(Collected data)

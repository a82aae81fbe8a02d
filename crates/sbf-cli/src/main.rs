/// SBF command-line tool: decode and inspect files of schema-driven binary
/// values.
///
/// # Command overview
///
/// ```text
/// sbf <COMMAND> [OPTIONS]
///
/// Commands:
///   decode     Decode a file as a sequence of typed values
///   inspect    Hex-dump the head of a file
///   help       Print help information
///
/// Global options:
///   -v, --verbose    Log decoder activity to stderr (debug level)
///   -h, --help       Print help
///   -V, --version    Print version
/// ```
///
/// # Exit codes
///
/// | Code | Meaning                                      |
/// |------|----------------------------------------------|
/// | 0    | Success                                      |
/// | 1    | Error (I/O failure, malformed value, etc.)   |
///
/// All error details and log output go to stderr so stdout can be piped
/// cleanly.
use std::path::PathBuf;
use std::process;

use clap::{Parser, Subcommand};
use tracing_subscriber::EnvFilter;

mod cmd_decode;
mod cmd_inspect;

// ── CLI root ──────────────────────────────────────────────────────────────────

/// The SBF command-line tool.
#[derive(Parser)]
#[command(name = "sbf", version, about = "Schema-driven binary format CLI")]
struct Cli {
    #[command(subcommand)]
    command: Commands,

    /// Log decoder activity at debug level. `RUST_LOG` overrides this.
    #[arg(short, long, global = true)]
    verbose: bool,
}

// ── Sub-commands ──────────────────────────────────────────────────────────────

#[derive(Subcommand)]
enum Commands {
    /// Decode a file as a sequence of typed values.
    Decode(DecodeArgs),
    /// Hex-dump the head of a file.
    Inspect(InspectArgs),
}

// ── Argument structs ──────────────────────────────────────────────────────────

/// Arguments for `sbf decode`.
///
/// The file carries no type information of its own, so the caller names
/// the type of each value in order.
///
/// ```text
/// ┌────────────────────┬─────────────────────────────────────────────────┐
/// │ Flag               │ Effect                                          │
/// ├────────────────────┼─────────────────────────────────────────────────┤
/// │ --types LIST       │ comma-separated value types, in stream order    │
/// │ --repeat           │ cycle LIST until the file is exhausted          │
/// │ --json             │ one JSON object per value instead of text       │
/// │ --max-length N     │ reject string/bytes length prefixes above N     │
/// │ --pooled-threshold │ largest string decoded through the scratch pool │
/// └────────────────────┴─────────────────────────────────────────────────┘
/// ```
#[derive(clap::Args)]
pub struct DecodeArgs {
    /// Path to the file to decode.
    pub file: PathBuf,

    /// Comma-separated value types (e.g. `long,string,fixed:16`).
    ///
    /// Recognised names: `null`, `boolean`, `int`, `long`, `float`,
    /// `double`, `string`, `bytes`, `fixed:<size>`.
    #[arg(short, long)]
    pub types: String,

    /// Repeat the type list until the end of the file.
    #[arg(long)]
    pub repeat: bool,

    /// Emit JSON lines instead of plain text.
    #[arg(long)]
    pub json: bool,

    /// Upper bound on any string or bytes length prefix.
    #[arg(long)]
    pub max_length: Option<u64>,

    /// Largest string, in bytes, decoded through the shared scratch pool.
    /// Values above the pool's 4096-byte retention cap are lowered to it.
    #[arg(long)]
    pub pooled_threshold: Option<usize>,
}

/// Arguments for `sbf inspect`.
#[derive(clap::Args)]
pub struct InspectArgs {
    /// Path to the file to inspect.
    pub file: PathBuf,

    /// Number of bytes to dump from the start of the file.
    #[arg(short = 'n', long, default_value_t = 256)]
    pub bytes: usize,
}

// ── Entry point ───────────────────────────────────────────────────────────────

fn main() {
    let cli = Cli::parse();
    init_tracing(cli.verbose);

    let result = match cli.command {
        Commands::Decode(args) => cmd_decode::run(&args),
        Commands::Inspect(args) => cmd_inspect::run(&args),
    };

    if let Err(e) = result {
        eprintln!("error: {e:#}");
        process::exit(1);
    }
}

fn init_tracing(verbose: bool) {
    let default_level = if verbose { "debug" } else { "warn" };
    let filter =
        EnvFilter::try_from_default_env().unwrap_or_else(|_| EnvFilter::new(default_level));

    tracing_subscriber::fmt()
        .with_env_filter(filter)
        .with_writer(std::io::stderr)
        .init();
}
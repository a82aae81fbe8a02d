use std::hint::black_box;

use criterion::{BenchmarkId, Criterion, Throughput, criterion_group, criterion_main};
use sbf_decoder::BinaryDecoder;
use sbf_tests::{StreamBuilder, ascii_text};

fn bench_string_tiers(c: &mut Criterion) {
    let mut group = c.benchmark_group("read_string");

    // one length per tier, plus both sides of the pooled/large boundary
    for len in [16usize, 200, 1024, 4096, 4097, 65_536, 1 << 20] {
        let bytes = StreamBuilder::new().string(&ascii_text(len)).finish();
        group.throughput(Throughput::Bytes(len as u64));
        group.bench_with_input(BenchmarkId::from_parameter(len), &bytes, |b, bytes| {
            b.iter(|| {
                let mut decoder = BinaryDecoder::new(bytes.as_slice());
                black_box(decoder.read_string().unwrap())
            });
        });
    }

    group.finish();
}

fn bench_skip_string(c: &mut Criterion) {
    let bytes = StreamBuilder::new().string(&ascii_text(65_536)).finish();

    c.bench_function("skip_string_64k", |b| {
        b.iter(|| {
            let mut decoder = BinaryDecoder::new(bytes.as_slice());
            decoder.skip_string().unwrap();
        });
    });
}

fn bench_floats(c: &mut Criterion) {
    let mut builder = StreamBuilder::new();
    for i in 0..1024 {
        builder = builder.f32(i as f32 * 0.5).f64(f64::from(i) * 0.25);
    }
    let bytes = builder.finish();

    let mut group = c.benchmark_group("floats");
    group.throughput(Throughput::Elements(2048));
    group.bench_function("f32_f64_pairs", |b| {
        b.iter(|| {
            let mut decoder = BinaryDecoder::new(bytes.as_slice());
            let mut sum = 0.0f64;
            for _ in 0..1024 {
                sum += f64::from(decoder.read_f32().unwrap());
                sum += decoder.read_f64().unwrap();
            }
            black_box(sum)
        });
    });
    group.finish();
}

fn bench_longs(c: &mut Criterion) {
    let mut builder = StreamBuilder::new();
    for i in 0..1024i64 {
        builder = builder.long(i * i * if i % 2 == 0 { 1 } else { -1 });
    }
    let bytes = builder.finish();

    c.bench_function("read_long_1024", |b| {
        b.iter(|| {
            let mut decoder = BinaryDecoder::new(bytes.as_slice());
            let mut acc = 0i64;
            for _ in 0..1024 {
                acc = acc.wrapping_add(decoder.read_long().unwrap());
            }
            black_box(acc)
        });
    });
}

criterion_group!(
    benches,
    bench_string_tiers,
    bench_skip_string,
    bench_floats,
    bench_longs
);
criterion_main!(benches);
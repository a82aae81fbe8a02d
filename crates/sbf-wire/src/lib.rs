#![warn(clippy::pedantic)]

pub mod error;
pub mod float;
pub mod varint;

pub use error::WireError;
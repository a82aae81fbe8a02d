#![no_main]

use libfuzzer_sys::fuzz_target;

// Fuzz target: LEB128 and zig-zag varint decoding from a slice.
//
// Catches bugs in:
// - VarintTooLong (>10 continuation bytes)
// - Zero-length input
// - Malformed continuation bits
// - Zig-zag mapping at i64::MIN / i64::MAX
fuzz_target!(|data: &[u8]| {
    let unsigned = sbf_wire::varint::decode_varint(data);
    let signed = sbf_wire::varint::decode_long(data);

    // Both decoders must agree on how many bytes the varint occupies.
    match (unsigned, signed) {
        (Ok((_, a)), Ok((_, b))) => assert_eq!(a, b),
        (Err(a), Err(b)) => assert_eq!(a, b),
        (a, b) => panic!("decoders disagree: {a:?} vs {b:?}"),
    }
});
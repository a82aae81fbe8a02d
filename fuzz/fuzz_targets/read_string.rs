#![no_main]

use libfuzzer_sys::fuzz_target;
use sbf_decoder::{BinaryDecoder, DecoderConfig};

// Fuzz target: length-prefixed string decoding.
//
// The ceiling keeps hostile prefixes from turning into slow runs; the
// large tier is still reached because the pooled threshold is lowered.
//
// Catches bugs in:
// - Negative and oversized length prefixes
// - Tier selection at the inline / pooled / large boundaries
// - UTF-8 validation
// - Over-reading past the declared body
fuzz_target!(|data: &[u8]| {
    let config = DecoderConfig::default()
        .with_pooled_threshold(1024)
        .with_max_length(1 << 20);
    let mut decoder = BinaryDecoder::with_config(data, config);

    while let Ok(s) = decoder.read_string() {
        let rest = decoder.get_ref().len();
        assert!(s.len() + rest < data.len());
    }
});
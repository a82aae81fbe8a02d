#![warn(clippy::pedantic)]

pub mod error;
pub mod schema;
pub mod fixed;

pub use error::TypeError;
pub use fixed::FixedValue;
pub use schema::{EnumSchema, FixedSchema, Name, RecordField, RecordSchema, Schema, SchemaKind};
// Floats travel as their raw IEEE-754 bits in little-endian order, with no
// length prefix. Decoding is a bit-cast, never a numeric conversion, so every
// NaN payload and both infinities come back exactly as written.

/// Encoded size of a `float` value.
pub const FLOAT_SIZE: usize = 4;

/// Encoded size of a `double` value.
pub const DOUBLE_SIZE: usize = 8;

/// Reinterpret 4 little-endian bytes as an `f32`.
#[must_use]
pub fn f32_from_wire(bytes: [u8; FLOAT_SIZE]) -> f32 {
    f32::from_bits(u32::from_le_bytes(bytes))
}

/// Reinterpret 8 little-endian bytes as an `f64`.
#[must_use]
pub fn f64_from_wire(bytes: [u8; DOUBLE_SIZE]) -> f64 {
    f64::from_bits(u64::from_le_bytes(bytes))
}

/// Raw wire bytes of an `f32`.
#[must_use]
pub fn f32_to_wire(value: f32) -> [u8; FLOAT_SIZE] {
    value.to_bits().to_le_bytes()
}

/// Raw wire bytes of an `f64`.
#[must_use]
pub fn f64_to_wire(value: f64) -> [u8; DOUBLE_SIZE] {
    value.to_bits().to_le_bytes()
}

#[cfg(test)]
mod tests {
    use super::*;

    #[test]
    fn one_as_float() {
        assert_eq!(f32_from_wire([0x00, 0x00, 0x80, 0x3F]), 1.0);
    }

    #[test]
    fn one_as_double() {
        assert_eq!(
            f64_from_wire([0x00, 0x00, 0x00, 0x00, 0x00, 0x00, 0xF0, 0x3F]),
            1.0
        );
    }

    #[test]
    fn negative_zero_keeps_sign_bit() {
        let value = f32_from_wire([0x00, 0x00, 0x00, 0x80]);
        assert_eq!(value, 0.0);
        assert!(value.is_sign_negative());
    }

    #[test]
    fn infinities_pass_through() {
        assert_eq!(f32_from_wire([0x00, 0x00, 0x80, 0x7F]), f32::INFINITY);
        assert_eq!(f32_from_wire([0x00, 0x00, 0x80, 0xFF]), f32::NEG_INFINITY);
        assert_eq!(
            f64_from_wire([0, 0, 0, 0, 0, 0, 0xF0, 0x7F]),
            f64::INFINITY
        );
    }

    #[test]
    fn nan_payload_is_bit_exact() {
        // Signalling NaN with a non-canonical payload
        let bytes = [0x01, 0x00, 0x80, 0x7F];
        let value = f32_from_wire(bytes);
        assert!(value.is_nan());
        assert_eq!(value.to_bits(), 0x7F80_0001);
        assert_eq!(f32_to_wire(value), bytes);

        let bytes = [0xEF, 0xBE, 0xAD, 0xDE, 0x00, 0x00, 0xF8, 0xFF];
        let value = f64_from_wire(bytes);
        assert!(value.is_nan());
        assert_eq!(f64_to_wire(value), bytes);
    }
}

HOW TO COMPLETE THIS TASK
Look back at the entries above. Retype the line with "while let Ok(s)", the line with "pub use error::TypeError;", and all lines in between.

RESULT BELOW
    while let Ok(s) = decoder.read_string() {
        let rest = decoder.get_ref().len();
        assert!(s.len() + rest < data.len());
    }
});
repository a82aae81fbe8a02d
#![warn(clippy::pedantic)]

pub mod error;
pub mod schema;
pub mod fixed;

pub use error::TypeError;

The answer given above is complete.